AIM OF THE TASK. Repeat all the data that appears below, keeping it exact.
--- START ---
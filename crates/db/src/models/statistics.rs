//! Singleton site statistics shown on the marketing page.

use kontrola_core::fields;
use kontrola_core::types::Timestamp;
use serde::{Deserialize, Serialize};

pub const DEFAULT_PERFORMED_INSPECTIONS: i64 = 15_000;
pub const DEFAULT_YEARS_EXPERIENCE_START: i32 = 2014;
pub const DEFAULT_SATISFACTION_PERCENTAGE: f64 = 98.0;

/// A row from the `statistics` table. Every column may be null.
#[derive(Debug, Clone, Default, Deserialize)]
pub struct StatisticsRow {
    #[serde(default)]
    pub performed_inspections: Option<i64>,
    #[serde(default)]
    pub years_experience_start: Option<i32>,
    #[serde(default)]
    pub satisfaction_percentage: Option<f64>,
    #[serde(default)]
    pub google_place_id: Option<String>,
    #[serde(default)]
    pub updated_at: Option<Timestamp>,
}

#[derive(Debug, Clone, PartialEq, Serialize)]
#[serde(rename_all = "camelCase")]
pub struct Statistics {
    pub performed_inspections: i64,
    pub years_experience_start: i32,
    pub satisfaction_percentage: f64,
    pub google_place_id: Option<String>,
    #[serde(skip_serializing_if = "Option::is_none")]
    pub updated_at: Option<Timestamp>,
}

impl Default for Statistics {
    fn default() -> Self {
        Self {
            performed_inspections: DEFAULT_PERFORMED_INSPECTIONS,
            years_experience_start: DEFAULT_YEARS_EXPERIENCE_START,
            satisfaction_percentage: DEFAULT_SATISFACTION_PERCENTAGE,
            google_place_id: None,
            updated_at: None,
        }
    }
}

impl From<StatisticsRow> for Statistics {
    fn from(row: StatisticsRow) -> Self {
        let defaults = Statistics::default();
        Self {
            performed_inspections: row
                .performed_inspections
                .unwrap_or(defaults.performed_inspections),
            years_experience_start: row
                .years_experience_start
                .unwrap_or(defaults.years_experience_start),
            satisfaction_percentage: row
                .satisfaction_percentage
                .unwrap_or(defaults.satisfaction_percentage),
            google_place_id: row.google_place_id,
            updated_at: row.updated_at,
        }
    }
}

impl Statistics {
    /// Whole years since `years_experience_start`, never negative.
    pub fn years_experience(&self, current_year: i32) -> i32 {
        (current_year - self.years_experience_start).max(0)
    }

    /// Apply a partial update. Absent fields keep their current value; an
    /// explicit `googlePlaceId: null` clears the place id.
    pub fn merged(&self, input: &StatisticsInput) -> Statistics {
        Statistics {
            performed_inspections: input
                .performed_inspections
                .unwrap_or(self.performed_inspections),
            years_experience_start: input
                .years_experience_start
                .unwrap_or(self.years_experience_start),
            satisfaction_percentage: input
                .satisfaction_percentage
                .unwrap_or(self.satisfaction_percentage),
            google_place_id: match &input.google_place_id {
                Some(place_id) => place_id.clone(),
                None => self.google_place_id.clone(),
            },
            updated_at: self.updated_at,
        }
    }
}

/// `GET /api/statistics` payload: stored values plus the derived
/// `yearsExperience`.
#[derive(Debug, Clone, PartialEq, Serialize)]
#[serde(rename_all = "camelCase")]
pub struct StatisticsView {
    pub performed_inspections: i64,
    pub years_experience: i32,
    pub satisfaction_percentage: f64,
    pub years_experience_start: i32,
    pub google_place_id: Option<String>,
}

impl StatisticsView {
    pub fn new(stats: &Statistics, current_year: i32) -> Self {
        Self {
            performed_inspections: stats.performed_inspections,
            years_experience: stats.years_experience(current_year),
            satisfaction_percentage: stats.satisfaction_percentage,
            years_experience_start: stats.years_experience_start,
            google_place_id: stats.google_place_id.clone(),
        }
    }
}

/// DTO for `PUT /api/statistics`.
#[derive(Debug, Clone, Default, Deserialize)]
#[serde(rename_all = "camelCase")]
pub struct StatisticsInput {
    #[serde(default, deserialize_with = "fields::optional_integer")]
    pub performed_inspections: Option<i64>,
    #[serde(default, deserialize_with = "fields::optional_integer")]
    pub years_experience_start: Option<i32>,
    pub satisfaction_percentage: Option<f64>,
    #[serde(default, deserialize_with = "fields::nullable")]
    pub google_place_id: Option<Option<String>>,
}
--- END ---
ANSWER BOX.
filename crates/db/src/models/statistics.rs
//! Singleton site statistics shown on the marketing page.

use kontrola_core::fields;
use kontrola_core::types::Timestamp;
use serde::{Deserialize, Serialize};

pub const DEFAULT_PERFORMED_INSPECTIONS: i64 = 15_000;
pub const DEFAULT_YEARS_EXPERIENCE_START: i32 = 2014;
pub const DEFAULT_SATISFACTION_PERCENTAGE: f64 = 98.0;

/// A row from the `statistics` table. Every column may be null.
#[derive(Debug, Clone, Default, Deserialize)]
pub struct StatisticsRow {
    #[serde(default)]
    pub performed_inspections: Option<i64>,
    #[serde(default)]
    pub years_experience_start: Option<i32>,
    #[serde(default)]
    pub satisfaction_percentage: Option<f64>,
    #[serde(default)]
    pub google_place_id: Option<String>,
    #[serde(default)]
    pub updated_at: Option<Timestamp>,
}

#[derive(Debug, Clone, PartialEq, Serialize)]
#[serde(rename_all = "camelCase")]
pub struct Statistics {
    pub performed_inspections: i64,
    pub years_experience_start: i32,
    pub satisfaction_percentage: f64,
    pub google_place_id: Option<String>,
    #[serde(skip_serializing_if = "Option::is_none")]
    pub updated_at: Option<Timestamp>,
}

impl Default for Statistics {
    fn default() -> Self {
        Self {
            performed_inspections: DEFAULT_PERFORMED_INSPECTIONS,
            years_experience_start: DEFAULT_YEARS_EXPERIENCE_START,
            satisfaction_percentage: DEFAULT_SATISFACTION_PERCENTAGE,
            google_place_id: None,
            updated_at: None,
        }
    }
}

impl From<StatisticsRow> for Statistics {
    fn from(row: StatisticsRow) -> Self {
        let defaults = Statistics::default();
        Self {
            performed_inspections: row
                .performed_inspections
                .unwrap_or(defaults.performed_inspections),
            years_experience_start: row
                .years_experience_start
                .unwrap_or(defaults.years_experience_start),
            satisfaction_percentage: row
                .satisfaction_percentage
                .unwrap_or(defaults.satisfaction_percentage),
            google_place_id: row.google_place_id,
            updated_at: row.updated_at,
        }
    }
}

impl Statistics {
    /// Whole years since `years_experience_start`, never negative.
    pub fn years_experience(&self, current_year: i32) -> i32 {
        (current_year - self.years_experience_start).max(0)
    }

    /// Apply a partial update. Absent fields keep their current value; an
    /// explicit `googlePlaceId: null` clears the place id.
    pub fn merged(&self, input: &StatisticsInput) -> Statistics {
        Statistics {
            performed_inspections: input
                .performed_inspections
                .unwrap_or(self.performed_inspections),
            years_experience_start: input
                .years_experience_start
                .unwrap_or(self.years_experience_start),
            satisfaction_percentage: input
                .satisfaction_percentage
                .unwrap_or(self.satisfaction_percentage),
            google_place_id: match &input.google_place_id {
                Some(place_id) => place_id.clone(),
                None => self.google_place_id.clone(),
            },
            updated_at: self.updated_at,
        }
    }
}

/// `GET /api/statistics` payload: stored values plus the derived
/// `yearsExperience`.
#[derive(Debug, Clone, PartialEq, Serialize)]
#[serde(rename_all = "camelCase")]
pub struct StatisticsView {
    pub performed_inspections: i64,
    pub years_experience: i32,
    pub satisfaction_percentage: f64,
    pub years_experience_start: i32,
    pub google_place_id: Option<String>,
}

impl StatisticsView {
    pub fn new(stats: &Statistics, current_year: i32) -> Self {
        Self {
            performed_inspections: stats.performed_inspections,
            years_experience: stats.years_experience(current_year),
            satisfaction_percentage: stats.satisfaction_percentage,
            years_experience_start: stats.years_experience_start,
            google_place_id: stats.google_place_id.clone(),
        }
    }
}

/// DTO for `PUT /api/statistics`.
#[derive(Debug, Clone, Default, Deserialize)]
#[serde(rename_all = "camelCase")]
pub struct StatisticsInput {
    #[serde(default, deserialize_with = "fields::optional_integer")]
    pub performed_inspections: Option<i64>,
    #[serde(default, deserialize_with = "fields::optional_integer")]
    pub years_experience_start: Option<i32>,
    pub satisfaction_percentage: Option<f64>,
    #[serde(default, deserialize_with = "fields::nullable")]
    pub google_place_id: Option<Option<String>>,
}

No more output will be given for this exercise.